Hence with the new system the short-term is far more positive but the long-term… is a mess.

That signs towards a problem with the setup itself. You can’t shift the ranges as it causes a breakdown in the whole setup itself. It’s the methodology to get to the outcome which is the issue.

I’ll once more provide Path of Exile as a good example. They created those ‘safe steps’ in crafting as a counter-measure to normal distribution deviation. The outliers became so impossible that they needed a hard-reset state to then cause another new normal distribution situation.
This way the rate of deviations needs to be less and can each individually be adjusted.

Last Epoch has no means to handle normal distribution in-built none, zero. That’s the problem. That’s the easiest possible fix. That makes it similar to PoE though for crafting as it’s the only option viable and simple at once.
Everything else enforces a fundamental change in how the systems to reach your goal are created from the ground up.

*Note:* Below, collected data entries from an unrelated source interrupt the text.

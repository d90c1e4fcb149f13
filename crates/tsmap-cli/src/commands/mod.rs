pub mod classify;
pub mod map;
pub mod scope;
pub mod version;

use miette::{IntoDiagnostic, Result, WrapErr};
use std::path::{Path, PathBuf};
use tracing::{debug, info};
use tsmap_core::{Config, TsConfig};

/// Load the project's tsconfig, if there is one.
///
/// An explicit `--project` that cannot be loaded is an error; with no
/// tsconfig found the commands run with an empty configuration.
pub fn load_tsconfig(config: &Config) -> Result<Option<TsConfig>> {
    let Some(path) = config.tsconfig_path() else {
        info!(cwd = %config.cwd.display(), "no tsconfig.json found");
        return Ok(None);
    };

    let tsconfig = TsConfig::load(&path)
        .into_diagnostic()
        .wrap_err_with(|| format!("Failed to load {}", path.display()))?;

    debug!(
        path = %tsconfig.path.display(),
        base_url = ?tsconfig.mapping.base_url,
        paths = tsconfig.mapping.paths.as_ref().map_or(0, Vec::len),
        module_types = tsconfig.module_types.len(),
        "loaded tsconfig"
    );

    Ok(Some(tsconfig))
}

/// Make a user-supplied path absolute against the working directory.
///
/// Existing paths are canonicalized; others are kept as joined.
pub fn absolute_input(cwd: &Path, input: &Path) -> PathBuf {
    let joined = cwd.join(input);
    dunce::canonicalize(&joined).unwrap_or(joined)
}

pub fn print_json<T: serde::Serialize>(value: &T) -> Result<()> {
    let json = serde_json::to_string_pretty(value).into_diagnostic()?;
    println!("{json}");
    Ok(())
}
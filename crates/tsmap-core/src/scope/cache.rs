//! Manifest cache for package scope lookups.
//!
//! Entries are keyed by the absolute `package.json` path. A `None` entry
//! records that no manifest exists at that path, so repeated walks through
//! the same directories do not touch the filesystem again. Entries are never
//! invalidated here; owners call [`ScopeCache::clear`] between isolated runs.

use super::PackageScopeData;
use std::collections::HashMap;
use std::path::{Path, PathBuf};
use std::sync::{Arc, PoisonError, RwLock};

/// Thread-safe cache of filtered `package.json` contents.
#[derive(Debug, Default)]
pub struct ScopeCache {
    entries: RwLock<HashMap<PathBuf, Option<Arc<PackageScopeData>>>>,
}

impl ScopeCache {
    /// Create a new empty cache.
    #[must_use]
    pub fn new() -> Self {
        Self::default()
    }

    /// Look up a manifest path.
    ///
    /// The outer `Option` is the cache hit; the inner one is whether a
    /// manifest exists at that path.
    #[must_use]
    #[allow(clippy::option_option)]
    pub fn get(&self, manifest: &Path) -> Option<Option<Arc<PackageScopeData>>> {
        let entries = self.entries.read().unwrap_or_else(PoisonError::into_inner);
        entries.get(manifest).cloned()
    }

    /// Record the result of reading a manifest path.
    pub fn insert(&self, manifest: PathBuf, data: Option<Arc<PackageScopeData>>) {
        let mut entries = self.entries.write().unwrap_or_else(PoisonError::into_inner);
        entries.insert(manifest, data);
    }

    /// Clear all cache entries.
    pub fn clear(&self) {
        let mut entries = self.entries.write().unwrap_or_else(PoisonError::into_inner);
        entries.clear();
    }

    /// Get cache statistics.
    #[must_use]
    pub fn stats(&self) -> ScopeCacheStats {
        let entries = self.entries.read().unwrap_or_else(PoisonError::into_inner);
        let manifests = entries.values().filter(|e| e.is_some()).count();
        ScopeCacheStats {
            entry_count: entries.len(),
            manifest_count: manifests,
            missing_count: entries.len() - manifests,
        }
    }
}

/// Scope cache statistics.
#[derive(Debug, Clone, Copy, PartialEq, Eq)]
pub struct ScopeCacheStats {
    pub entry_count: usize,
    /// Entries holding a parsed manifest.
    pub manifest_count: usize,
    /// Entries recording a missing manifest.
    pub missing_count: usize,
}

I’m afraid I’m not into pegging (no kink shaming, though). :laughing:

Joke aside, yeah, the main reason I like ARPGs is the combat aspect linked with the drops aspect. Crafting is something that, to me, only dilutes that because then the game is balanced around both drops and crafting.
Both in LE and PoE you’re expected to craft to have successful items (baring buying them ready, but still someone crafted them). And the drops are adjusted accordingly to this expectation.

Personally I’d rather just enjoy my loop of kill stuff/pick up stuff. But I can tolerate LE’s crafting for being transparent, simple to use and letting me improve the items with little hassle.

This is also why I never really had BiS gear in any game other than D2 because it’s a purely drop-centric game.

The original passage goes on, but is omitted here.